Professor He Jiankui, the Chinese scientist who created the world's first genome-edited babies, has been sentenced to three years in prison for violating medical regulations.
According to the state news agency Xinhua, the court in Shenzhen, China, found Professor He guilty of illegal medical practices, fining him 3 million yuan (£327,360) in addition to the sentence. Last year, Professor He shocked the scientific community following his claim that he had edited the genomes of embryos which resulted in the birth of twin girls (see BioNews 977).
Two other members of Professor He's research team, Zhang Renli and Qin Jinzhou, received lesser fines and sentences. All three pleaded guilty in a private trial and face a lifelong ban on engaging in assisted reproductive services.

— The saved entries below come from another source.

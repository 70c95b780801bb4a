//! Simulated annealing (SA).
//!
//! A single-solution trajectory metaheuristic inspired by the physical
//! annealing process. Accepts worsening moves with a probability that
//! decreases over time (temperature), allowing the search to escape
//! local optima.
//!
//! The engine is pluggable along four seams: the candidate [`Solution`],
//! the [`AcceptanceFunction`], the [`CoolingSchedule`], and the random
//! source (any [`rand::Rng`]).
//!
//! # References
//!
//! - Kirkpatrick, Gelatt & Vecchi (1983), "Optimization by Simulated Annealing"
//! - Cerny (1985), "Thermodynamical Approach to the Travelling Salesman Problem"

mod config;
mod error;
mod runner;
mod types;

pub use config::{AnnealParams, CoolingSchedule, GeometricCooling};
pub use error::AnnealError;
pub use runner::{Annealer, RunResult, Termination};
pub use types::{AcceptanceFunction, CostValue, Metropolis, Solution};
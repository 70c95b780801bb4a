//! Core traits for the annealing engine.

use num_traits::ToPrimitive;
use rand::Rng;
use std::fmt::Debug;

/// An ordered numeric cost produced by [`Solution::cost`].
///
/// Lower is better. The engine only ever compares costs and widens them to
/// `f64` (for the cost-reduction ratio and for handing deltas to acceptance
/// functions), so any ordered numeric primitive qualifies via the blanket
/// implementation: `f64`, `u64`, `i32`, `usize`, and so on.
pub trait CostValue: PartialOrd + Copy + Debug {
    /// Widens the cost to `f64`. Values outside `f64` range map to NaN.
    fn as_f64(&self) -> f64;
}

impl<T> CostValue for T
where
    T: ToPrimitive + PartialOrd + Copy + Debug,
{
    fn as_f64(&self) -> f64 {
        self.to_f64().unwrap_or(f64::NAN)
    }
}

/// A candidate solution for simulated annealing.
///
/// The user implements cost evaluation and in-place perturbation; the
/// engine handles temperature management, the acceptance criterion, and
/// best-solution tracking.
///
/// # Value semantics
///
/// Solutions must be independently copyable: a clone is unaffected by later
/// mutation of the original. The engine perturbs clones and never mutates
/// the caller's initial solution. Cloning should be cheap relative to the
/// inner iteration count — share large immutable problem data (distance
/// tables, coordinates) behind `Arc` rather than deep-copying it, as
/// [`Tour`](crate::tour::Tour) does.
///
/// # Minimization
///
/// The engine minimizes cost. For maximization, negate the cost.
pub trait Solution: Clone {
    /// The cost type. Lower is better.
    type Cost: CostValue;

    /// Computes the cost of the current state. Must be a pure function of
    /// state and return a finite, comparable value.
    fn cost(&self) -> Self::Cost;

    /// Applies a small randomized in-place modification, defining the
    /// local search neighborhood. The neighborhood must be connected for
    /// the search to reach arbitrary states.
    fn perturb<R: Rng>(&mut self, rng: &mut R);
}

/// Probability model for accepting a cost-increasing move.
///
/// Called only when a candidate is no better than the current state; strict
/// improvements are accepted without consulting this function. The returned
/// value is interpreted as a probability in `[0, 1]`; non-finite returns
/// are treated as 0 (reject).
///
/// Any `Fn(C, C, f64) -> f64` closure works via the blanket implementation:
///
/// ```
/// use genanneal::anneal::AcceptanceFunction;
///
/// let metropolis = |old: f64, new: f64, t: f64| ((old - new) / t).exp();
/// assert!(metropolis.probability(1.0, 1.0, 0.5) >= 1.0);
/// ```
pub trait AcceptanceFunction<C: CostValue> {
    /// Probability of accepting `candidate` over `current` at the given
    /// temperature, where `candidate` is no better than `current`.
    fn probability(&self, current: C, candidate: C, temperature: f64) -> f64;
}

impl<C, F> AcceptanceFunction<C> for F
where
    C: CostValue,
    F: Fn(C, C, f64) -> f64,
{
    fn probability(&self, current: C, candidate: C, temperature: f64) -> f64 {
        self(current, candidate, temperature)
    }
}

/// The canonical Metropolis acceptance function:
/// `exp((current - candidate) / (temperature * delta_scale))`.
///
/// `delta_scale` normalizes the cost delta to the temperature range.
/// Temperatures produced by [`GeometricCooling`](crate::anneal::GeometricCooling)
/// start at 1.0, so problems with large absolute cost deltas need a scale
/// on the order of a typical delta; a tour over coordinates in the hundreds
/// anneals well around `delta_scale = 600`.
///
/// # References
///
/// Metropolis et al. (1953); Kirkpatrick, Gelatt & Vecchi (1983)
#[derive(Debug, Clone, Copy)]
pub struct Metropolis {
    /// Divisor applied to the cost delta before the exponential.
    pub delta_scale: f64,
}

impl Metropolis {
    pub fn new(delta_scale: f64) -> Self {
        Self { delta_scale }
    }
}

impl Default for Metropolis {
    fn default() -> Self {
        Self { delta_scale: 1.0 }
    }
}

impl<C: CostValue> AcceptanceFunction<C> for Metropolis {
    fn probability(&self, current: C, candidate: C, temperature: f64) -> f64 {
        ((current.as_f64() - candidate.as_f64()) / temperature / self.delta_scale).exp()
    }
}

#[cfg(test)]
mod tests {
    use super::*;

    #[test]
    fn test_cost_value_widening() {
        assert!((42u64.as_f64() - 42.0).abs() < 1e-12);
        assert!(((-3i32).as_f64() + 3.0).abs() < 1e-12);
        assert!((1.5f64.as_f64() - 1.5).abs() < 1e-12);
    }

    #[test]
    fn test_metropolis_equal_costs() {
        let m = Metropolis::default();
        let p = m.probability(10.0, 10.0, 0.5);
        assert!((p - 1.0).abs() < 1e-12, "zero delta should give p = 1");
    }

    #[test]
    fn test_metropolis_decreases_with_delta() {
        let m = Metropolis::default();
        let p_small = m.probability(10.0, 11.0, 1.0);
        let p_large = m.probability(10.0, 20.0, 1.0);
        assert!(p_small > p_large);
        assert!(p_large > 0.0);
    }

    #[test]
    fn test_metropolis_widens_with_temperature() {
        let m = Metropolis::default();
        let p_hot = m.probability(10.0, 15.0, 1.0);
        let p_cold = m.probability(10.0, 15.0, 0.01);
        assert!(p_hot > p_cold);
    }

    #[test]
    fn test_metropolis_integral_costs() {
        let m = Metropolis::new(600.0);
        let p = m.probability(100u64, 150u64, 1.0);
        assert!(p > 0.9, "small scaled delta should be near-certain, got {p}");
    }

    #[test]
    fn test_closure_acceptance() {
        let always = |_: u32, _: u32, _: f64| 1.0;
        assert!((always.probability(1, 2, 0.5) - 1.0).abs() < 1e-12);
    }
}
//! The annealing loop.

use super::config::{AnnealParams, CoolingSchedule};
use super::error::AnnealError;
use super::types::{AcceptanceFunction, CostValue, Solution};
use rand::rngs::StdRng;
use rand::{Rng, SeedableRng};

/// How a run terminated.
#[derive(Debug, Clone, Copy, PartialEq, Eq)]
#[cfg_attr(feature = "serde", derive(serde::Serialize, serde::Deserialize))]
pub enum Termination {
    /// The cost-reduction tolerance was met; both loops were abandoned.
    EarlyExited,

    /// Both loop bounds were consumed.
    Exhausted,
}

/// Result of an annealing run. Constructed once at completion.
#[derive(Debug, Clone)]
pub struct RunResult<S: Solution> {
    /// The reported solution. On exhausted runs this is the lower-cost of
    /// the last accepted state and the best state seen; on early exit it is
    /// the last accepted state (see [`Annealer::run_with_rng`]).
    pub best: S,

    /// Cost of `best`, cached from its evaluation.
    pub final_cost: S::Cost,

    /// Number of cost-function evaluations performed: exactly one per
    /// inner iteration executed.
    pub evaluations: usize,

    /// Outer (temperature) iterations completed. Equal to
    /// `max_temperatures` on exhausted runs; on early exit, the 0-based
    /// outer index at which the run stopped.
    pub iterations: usize,

    /// Which terminal state produced this result.
    pub termination: Termination,
}

/// Executes simulated annealing over a caller-supplied [`Solution`],
/// [`AcceptanceFunction`], and [`CoolingSchedule`].
pub struct Annealer;

impl Annealer {
    /// Runs with an engine-owned generator: seeded from
    /// [`AnnealParams::seed`] when set, from the OS otherwise. The
    /// generator's lifetime is scoped to the run.
    pub fn run<S, A, C>(
        initial: &S,
        params: &AnnealParams,
        acceptance: &A,
        cooling: &C,
    ) -> Result<RunResult<S>, AnnealError>
    where
        S: Solution,
        A: AcceptanceFunction<S::Cost>,
        C: CoolingSchedule,
    {
        let mut rng = match params.seed {
            Some(seed) => StdRng::seed_from_u64(seed),
            None => StdRng::from_os_rng(),
        };
        Self::run_with_rng(initial, params, acceptance, cooling, &mut rng)
    }

    /// Runs with a caller-supplied generator.
    ///
    /// The generator state advances on every inner iteration (acceptance
    /// draws and, typically, perturbation targets), so concurrent runs must
    /// not share one instance. `initial` is cloned on entry and never
    /// mutated.
    ///
    /// At each inner step a clone of the current state is perturbed and
    /// evaluated. Strict improvements are accepted unconditionally, without
    /// consulting the acceptance function or the generator; otherwise the
    /// acceptance probability `p` decides, accepting iff `p > x` for `x`
    /// uniform in `[0, 1)`. A non-finite `p` is clamped to 0.
    ///
    /// Termination is asymmetric, matching long-standing behavior: when the
    /// cost-reduction tolerance fires, the run returns the last ACCEPTED
    /// state immediately, which at that point is also the cheapest state
    /// ever accepted; when the loop bounds are exhausted, the run returns
    /// the lower-cost of the last accepted state and the best state seen.
    pub fn run_with_rng<S, A, C, R>(
        initial: &S,
        params: &AnnealParams,
        acceptance: &A,
        cooling: &C,
        rng: &mut R,
    ) -> Result<RunResult<S>, AnnealError>
    where
        S: Solution,
        A: AcceptanceFunction<S::Cost>,
        C: CoolingSchedule,
        R: Rng,
    {
        params.validate()?;

        let mut current = initial.clone();
        let mut current_cost = current.cost();
        let initial_cost = current_cost.as_f64();

        // The tolerance check divides by the initial cost; refuse upfront
        // rather than let NaN comparisons decide termination.
        if params.early_exit_enabled() && (initial_cost == 0.0 || !initial_cost.is_finite()) {
            return Err(AnnealError::DegenerateInitialCost(initial_cost));
        }

        let mut best = current.clone();
        let mut best_cost = current_cost;
        let mut evaluations = 0usize;

        for outer in 0..params.max_temperatures {
            let temperature = cooling.temperature(outer);

            for inner in 0..params.iters_per_temperature {
                let mut candidate = current.clone();
                candidate.perturb(rng);
                let candidate_cost = candidate.cost();
                evaluations += 1;

                let accepted = if candidate_cost < current_cost {
                    if candidate_cost < best_cost {
                        best = candidate.clone();
                        best_cost = candidate_cost;
                    }
                    true
                } else {
                    let mut p = acceptance.probability(current_cost, candidate_cost, temperature);
                    if !p.is_finite() {
                        if params.verbose {
                            log::warn!(
                                "acceptance function returned non-finite probability {p} \
                                 at temperature {temperature}; rejecting"
                            );
                        }
                        p = 0.0;
                    }
                    p > rng.random_range(0.0..1.0)
                };

                if accepted {
                    current = candidate;
                    current_cost = candidate_cost;

                    if params.verbose {
                        log::debug!(
                            "accepted move at temperature step {outer}, inner step {inner}: \
                             new cost {current_cost:?}"
                        );
                    }

                    // Checked on acceptance only.
                    if params.early_exit_enabled()
                        && current_cost.as_f64() / initial_cost < params.cost_reduction_tol
                    {
                        if params.verbose {
                            log::debug!(
                                "met cost reduction tolerance at temperature step {outer}, \
                                 inner step {inner}"
                            );
                        }
                        return Ok(RunResult {
                            best: current,
                            final_cost: current_cost,
                            evaluations,
                            iterations: outer,
                            termination: Termination::EarlyExited,
                        });
                    }
                }
            }
        }

        // The last accepted state may sit above the best state seen; report
        // whichever cached cost is lower.
        let (best, final_cost) = if current_cost < best_cost {
            (current, current_cost)
        } else {
            (best, best_cost)
        };

        Ok(RunResult {
            best,
            final_cost,
            evaluations,
            iterations: params.max_temperatures,
            termination: Termination::Exhausted,
        })
    }
}
use anyhow::Context;
use flightbook_store::{seed_flight_inputs, seed_flights, Config, StoreBackend, StoreHandle};
use tracing_subscriber::{layer::SubscriberExt, util::SubscriberInitExt};

/// Replace the flights collection with the seed schedule.
#[tokio::main]
async fn main() -> anyhow::Result<()> {
    tracing_subscriber::registry()
        .with(
            tracing_subscriber::EnvFilter::try_from_default_env()
                .unwrap_or_else(|_| "seed_flights=info,flightbook_store=info".into()),
        )
        .with(tracing_subscriber::fmt::layer())
        .init();

    let config = Config::load().context("Failed to load config")?;
    if config.database.backend == StoreBackend::Memory {
        tracing::warn!("In-memory backend selected; seeded flights will not outlive this process");
    }

    let store = StoreHandle::connect(&config.database)
        .await
        .context("Failed to initialize the entity store")?;

    let result = seed_flights(store.flights.as_ref(), seed_flight_inputs()).await;
    store.close().await;

    let inserted = result.context("Seeding flights failed")?;
    tracing::info!("Seeded {} flight(s)", inserted);
    Ok(())
}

'The three accused did not have the proper certification to practise medicine, and in seeking fame and wealth, deliberately violated national regulations in scientific research and medical treatment,' the court said, according to Xinhua. 'They've crossed the bottom line of ethics in scientific research and medical ethics.'
To infect cells, the HIV virus attaches to the protein encoded by the CCR5 gene. A small number of people are less susceptible to HIV due to having a natural mutation in CCR5 that prevents the virus from attaching to the CCR5 protein. In his announcement at a conference in Hong Kong in 2018, Professor He claimed he had used CRISPR/Cas9 which can edit specific parts of the genome, to recreate the mutation in human embryos.
However, the court found Professor He had forged documents from an ethics review panel to recruit couples where the male partner was HIV-positive and the female partner HIV-negative for the experiments. Couples were offered funded IVF in return for taking part.
Molecular biologist Professor Fyodor Urnov, at the Innovative Genomics Institute, University of California, Berkeley, told MIT Technology Review that Professor He's claim to have made the CCR5 mutation was 'a deliberate falsehood', and that instead new mutations were created in the gene as well as elsewhere in the genome. The consequences of these off-target mutations are not yet known.
Professor Robin Lovell-Badge, Group Leader at the Francis Crick Institute in London said: 'It is far too premature for anyone to attempt clinical application of germline genome editing; indeed, at this stage we do not know if the methods will ever be sufficiently safe and efficient – although the relevant science is progressing rapidly, and new methods can look promising. It is also important to have standards established, including detailed regulatory pathways, and appropriate means of governance.'
'These aspects are being looked at by the Academies' Commission and by a WHO Committee, both due to report in 2020,' added Professor Lovell-Badge.